Data provided section start
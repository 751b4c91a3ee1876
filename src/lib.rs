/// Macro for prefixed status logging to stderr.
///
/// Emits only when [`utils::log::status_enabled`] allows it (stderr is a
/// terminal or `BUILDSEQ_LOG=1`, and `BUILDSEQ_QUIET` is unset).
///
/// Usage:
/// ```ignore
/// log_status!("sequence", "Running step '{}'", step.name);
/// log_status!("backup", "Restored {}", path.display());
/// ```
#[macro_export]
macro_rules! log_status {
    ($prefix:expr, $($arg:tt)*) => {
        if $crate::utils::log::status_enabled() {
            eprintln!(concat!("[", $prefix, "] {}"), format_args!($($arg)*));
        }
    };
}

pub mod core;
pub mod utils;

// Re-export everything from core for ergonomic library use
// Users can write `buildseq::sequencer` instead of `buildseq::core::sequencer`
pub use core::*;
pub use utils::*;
Data provided section end
Task statement:
Show every line above in which the word "stderr" occurs.

Solution to this task:
/// Macro for prefixed status logging to stderr.
/// Emits only when [`utils::log::status_enabled`] allows it (stderr is a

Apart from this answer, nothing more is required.